:: WHAT THE TASK REQUIRES ::
Please tally the lines below that contain the word "BTreeSet" and reply with the total alone.
-- -- --
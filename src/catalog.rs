//! Contracts for external collaborators: class/property discovery, formatter
//! definitions and the runtime-service locator.
//!
//! The engine never inspects language-runtime metadata itself; it consumes
//! these capability interfaces. `Catalog` and `ServiceMap` are the in-memory
//! reference implementations used by consumers and tests.

use std::any::Any;
use std::collections::{BTreeSet, HashMap};
use std::sync::Arc;

use crate::config::Config;
use crate::error::TransformError;
use crate::types::{ScalarKind, Type};
use crate::value::Value;

/// Declared shape of one property, as supplied by the discovery service.
#[derive(Debug, Clone)]
pub struct PropertyDef {
    pub name: String,
    /// Declared type, in the type-expression grammar.
    pub type_decl: String,
    /// Serialization groups this property belongs to.
    pub groups: BTreeSet<String>,
    /// Attribute-declared wire name, if any.
    pub rename: Option<String>,
    /// Attached formatter reference, if any.
    pub formatter: Option<String>,
}

impl PropertyDef {
    pub fn new(name: impl Into<String>, type_decl: impl Into<String>) -> Self {
        PropertyDef {
            name: name.into(),
            type_decl: type_decl.into(),
            groups: BTreeSet::new(),
            rename: None,
            formatter: None,
        }
    }

    pub fn group(mut self, group: impl Into<String>) -> Self {
        self.groups.insert(group.into());
        self
    }

    pub fn rename(mut self, wire_name: impl Into<String>) -> Self {
        self.rename = Some(wire_name.into());
        self
    }

    pub fn formatter(mut self, name: impl Into<String>) -> Self {
        self.formatter = Some(name.into());
        self
    }
}

/// A declared class: identity, generic parameters and ordered properties.
#[derive(Debug, Clone)]
pub struct ClassDef {
    pub name: String,
    /// Generic template parameter names, in declaration order.
    pub params: Vec<String>,
    /// Properties in declaration order.
    pub properties: Vec<PropertyDef>,
}

impl ClassDef {
    pub fn new(name: impl Into<String>) -> Self {
        ClassDef {
            name: name.into(),
            params: Vec::new(),
            properties: Vec::new(),
        }
    }

    pub fn param(mut self, name: impl Into<String>) -> Self {
        self.params.push(name.into());
        self
    }

    pub fn property(mut self, def: PropertyDef) -> Self {
        self.properties.push(def);
        self
    }
}

/// A declared enumeration and its wire backing.
#[derive(Debug, Clone)]
pub struct EnumDef {
    pub name: String,
    /// Backing scalar kind, or `None` for pure enums, whose wire form is
    /// whichever int or string the case carries.
    pub backing: Option<ScalarKind>,
}

/// The property/attribute discovery service.
pub trait ClassCatalog: Send + Sync {
    fn class(&self, identity: &str) -> Option<&ClassDef>;
    fn enumeration(&self, identity: &str) -> Option<&EnumDef>;
}

/// In-memory catalog, the reference implementation of the discovery contract.
#[derive(Default)]
pub struct Catalog {
    classes: HashMap<String, ClassDef>,
    enums: HashMap<String, EnumDef>,
}

impl Catalog {
    pub fn new() -> Self {
        Catalog::default()
    }

    pub fn add_class(&mut self, def: ClassDef) -> &mut Self {
        self.classes.insert(def.name.clone(), def);
        self
    }

    pub fn add_enum(&mut self, name: impl Into<String>, backing: Option<ScalarKind>) -> &mut Self {
        let name = name.into();
        self.enums.insert(name.clone(), EnumDef { name, backing });
        self
    }
}

impl ClassCatalog for Catalog {
    fn class(&self, identity: &str) -> Option<&ClassDef> {
        self.classes.get(identity)
    }

    fn enumeration(&self, identity: &str) -> Option<&EnumDef> {
        self.enums.get(identity)
    }
}

/// A runtime capability injected into a formatter besides the value and the
/// shared configuration.
pub trait RuntimeService: Send + Sync {
    fn as_any(&self) -> &dyn Any;
}

/// The runtime-service locator: resolves a formatter's non-value, non-config
/// parameter into a capability. Resolution happens at plan-build time so a
/// mis-wired formatter fails fast.
pub trait ServiceLocator: Send + Sync {
    fn locate(&self, formatter: &str, parameter: &str) -> Option<Arc<dyn RuntimeService>>;
}

/// In-memory locator keyed by `formatter::parameter`.
#[derive(Default)]
pub struct ServiceMap {
    entries: HashMap<String, Arc<dyn RuntimeService>>,
}

impl ServiceMap {
    pub fn new() -> Self {
        ServiceMap::default()
    }

    pub fn insert(
        &mut self,
        formatter: impl AsRef<str>,
        parameter: impl AsRef<str>,
        service: Arc<dyn RuntimeService>,
    ) -> &mut Self {
        let key = format!("{}::{}", formatter.as_ref(), parameter.as_ref());
        self.entries.insert(key, service);
        self
    }
}

impl ServiceLocator for ServiceMap {
    fn locate(&self, formatter: &str, parameter: &str) -> Option<Arc<dyn RuntimeService>> {
        self.entries.get(&format!("{}::{}", formatter, parameter)).cloned()
    }
}

/// Locator that resolves nothing; the default when no services are wired.
pub struct NoServices;

impl ServiceLocator for NoServices {
    fn locate(&self, _formatter: &str, _parameter: &str) -> Option<Arc<dyn RuntimeService>> {
        None
    }
}

/// Arguments handed to a formatter closure alongside the value.
pub struct FormatterArgs<'a> {
    pub config: &'a Config,
    /// Services resolved at build time, in the order declared by
    /// `FormatterDef::parameters`.
    pub services: &'a [Arc<dyn RuntimeService>],
}

/// A pure transform applied by a formatter in one direction.
pub type FormatterFn = Arc<
    dyn Fn(&Value, &FormatterArgs<'_>) -> std::result::Result<Value, TransformError>
        + Send
        + Sync,
>;

/// An opaque formatter reference: identity, declared types and the transform
/// closures. The engine stores and composes these; it never inspects them.
///
/// `input` is the native-side type and `output` the wire-side type; `forward`
/// maps native to wire (encode) and `backward` wire to native (decode).
#[derive(Clone)]
pub struct FormatterDef {
    pub name: String,
    pub input: Type,
    pub output: Type,
    /// Extra runtime-service parameter names, resolved at build time.
    pub parameters: Vec<String>,
    pub forward: FormatterFn,
    pub backward: FormatterFn,
}

impl FormatterDef {
    /// A formatter with no extra runtime-service parameters.
    pub fn pure(
        name: impl Into<String>,
        input: Type,
        output: Type,
        forward: FormatterFn,
        backward: FormatterFn,
    ) -> Self {
        FormatterDef {
            name: name.into(),
            input,
            output,
            parameters: Vec::new(),
            forward,
            backward,
        }
    }
}

impl std::fmt::Debug for FormatterDef {
    fn fmt(&self, f: &mut std::fmt::Formatter<'_>) -> std::fmt::Result {
        f.debug_struct("FormatterDef")
            .field("name", &self.name)
            .field("input", &self.input)
            .field("output", &self.output)
            .field("parameters", &self.parameters)
            .finish_non_exhaustive()
    }
}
-- -- --
:: EXERCISE RESULT ::
3